## TO DO:
Find and copy the lines in the records beneath this task that contain the word "Option".

EXTRACTED DATA section start

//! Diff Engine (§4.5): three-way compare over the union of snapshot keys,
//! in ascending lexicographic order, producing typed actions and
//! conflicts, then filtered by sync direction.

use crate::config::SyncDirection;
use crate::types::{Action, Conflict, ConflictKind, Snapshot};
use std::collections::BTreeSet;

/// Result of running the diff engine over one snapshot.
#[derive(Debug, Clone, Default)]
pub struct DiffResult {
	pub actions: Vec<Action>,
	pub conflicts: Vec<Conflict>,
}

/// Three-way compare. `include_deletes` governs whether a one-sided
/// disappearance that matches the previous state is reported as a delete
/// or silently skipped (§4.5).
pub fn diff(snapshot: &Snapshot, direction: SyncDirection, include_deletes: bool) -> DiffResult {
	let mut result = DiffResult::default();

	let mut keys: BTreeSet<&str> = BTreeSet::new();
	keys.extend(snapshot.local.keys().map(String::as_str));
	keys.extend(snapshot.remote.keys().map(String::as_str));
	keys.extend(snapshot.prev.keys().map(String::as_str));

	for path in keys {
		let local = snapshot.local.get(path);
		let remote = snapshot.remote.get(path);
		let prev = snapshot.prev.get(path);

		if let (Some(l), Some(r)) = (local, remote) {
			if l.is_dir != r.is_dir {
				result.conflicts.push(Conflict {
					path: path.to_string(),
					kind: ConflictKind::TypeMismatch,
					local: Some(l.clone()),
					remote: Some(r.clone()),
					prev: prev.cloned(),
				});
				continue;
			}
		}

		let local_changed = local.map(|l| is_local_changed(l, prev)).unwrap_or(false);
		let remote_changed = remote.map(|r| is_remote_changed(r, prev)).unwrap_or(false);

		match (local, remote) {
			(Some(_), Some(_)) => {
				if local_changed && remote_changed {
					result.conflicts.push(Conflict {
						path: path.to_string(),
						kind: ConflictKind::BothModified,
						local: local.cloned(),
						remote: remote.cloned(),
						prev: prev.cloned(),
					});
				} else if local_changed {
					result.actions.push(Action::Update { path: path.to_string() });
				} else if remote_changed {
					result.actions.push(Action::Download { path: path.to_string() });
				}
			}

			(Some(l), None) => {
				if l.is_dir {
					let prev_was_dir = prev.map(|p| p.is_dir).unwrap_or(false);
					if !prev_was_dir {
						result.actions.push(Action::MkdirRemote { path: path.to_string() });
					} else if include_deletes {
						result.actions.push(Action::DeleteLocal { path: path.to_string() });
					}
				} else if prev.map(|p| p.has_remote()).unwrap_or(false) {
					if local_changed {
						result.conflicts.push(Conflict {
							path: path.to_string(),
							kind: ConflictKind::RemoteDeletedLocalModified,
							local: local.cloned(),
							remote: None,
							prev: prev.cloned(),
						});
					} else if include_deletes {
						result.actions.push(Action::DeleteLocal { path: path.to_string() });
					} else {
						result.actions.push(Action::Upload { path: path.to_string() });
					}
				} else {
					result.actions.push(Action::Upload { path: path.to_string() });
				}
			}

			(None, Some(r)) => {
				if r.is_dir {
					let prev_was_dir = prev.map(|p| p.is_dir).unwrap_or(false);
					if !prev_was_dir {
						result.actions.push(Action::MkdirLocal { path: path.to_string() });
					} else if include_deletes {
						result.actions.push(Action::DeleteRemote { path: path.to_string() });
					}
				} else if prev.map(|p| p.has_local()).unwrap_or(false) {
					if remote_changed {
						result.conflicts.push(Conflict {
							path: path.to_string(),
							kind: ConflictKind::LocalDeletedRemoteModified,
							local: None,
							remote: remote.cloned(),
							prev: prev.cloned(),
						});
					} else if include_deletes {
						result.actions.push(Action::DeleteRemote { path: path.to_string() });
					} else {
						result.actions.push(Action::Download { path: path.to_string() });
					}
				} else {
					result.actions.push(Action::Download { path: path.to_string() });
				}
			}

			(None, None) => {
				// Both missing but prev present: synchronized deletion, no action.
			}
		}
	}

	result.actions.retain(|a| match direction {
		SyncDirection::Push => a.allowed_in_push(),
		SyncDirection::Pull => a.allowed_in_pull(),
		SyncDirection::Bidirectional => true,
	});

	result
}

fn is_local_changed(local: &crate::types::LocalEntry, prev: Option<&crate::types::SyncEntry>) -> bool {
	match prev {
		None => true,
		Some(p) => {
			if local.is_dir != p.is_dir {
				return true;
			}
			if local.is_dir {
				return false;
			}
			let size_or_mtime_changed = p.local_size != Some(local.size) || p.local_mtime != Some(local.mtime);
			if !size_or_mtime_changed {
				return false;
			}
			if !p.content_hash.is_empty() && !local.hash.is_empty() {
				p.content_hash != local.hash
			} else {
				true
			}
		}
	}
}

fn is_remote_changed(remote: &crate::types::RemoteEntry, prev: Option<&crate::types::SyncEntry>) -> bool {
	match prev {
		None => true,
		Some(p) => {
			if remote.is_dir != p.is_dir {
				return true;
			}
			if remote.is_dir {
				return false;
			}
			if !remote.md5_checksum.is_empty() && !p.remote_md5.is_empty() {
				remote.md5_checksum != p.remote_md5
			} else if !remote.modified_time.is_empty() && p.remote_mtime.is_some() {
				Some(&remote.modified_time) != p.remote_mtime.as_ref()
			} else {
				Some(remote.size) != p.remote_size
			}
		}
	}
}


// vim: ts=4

EXTRACTED DATA section end

## RESPONSE TO THE EXERCISE:
fn is_local_changed(local: &crate::types::LocalEntry, prev: Option<&crate::types::SyncEntry>) -> bool {
fn is_remote_changed(remote: &crate::types::RemoteEntry, prev: Option<&crate::types::SyncEntry>) -> bool {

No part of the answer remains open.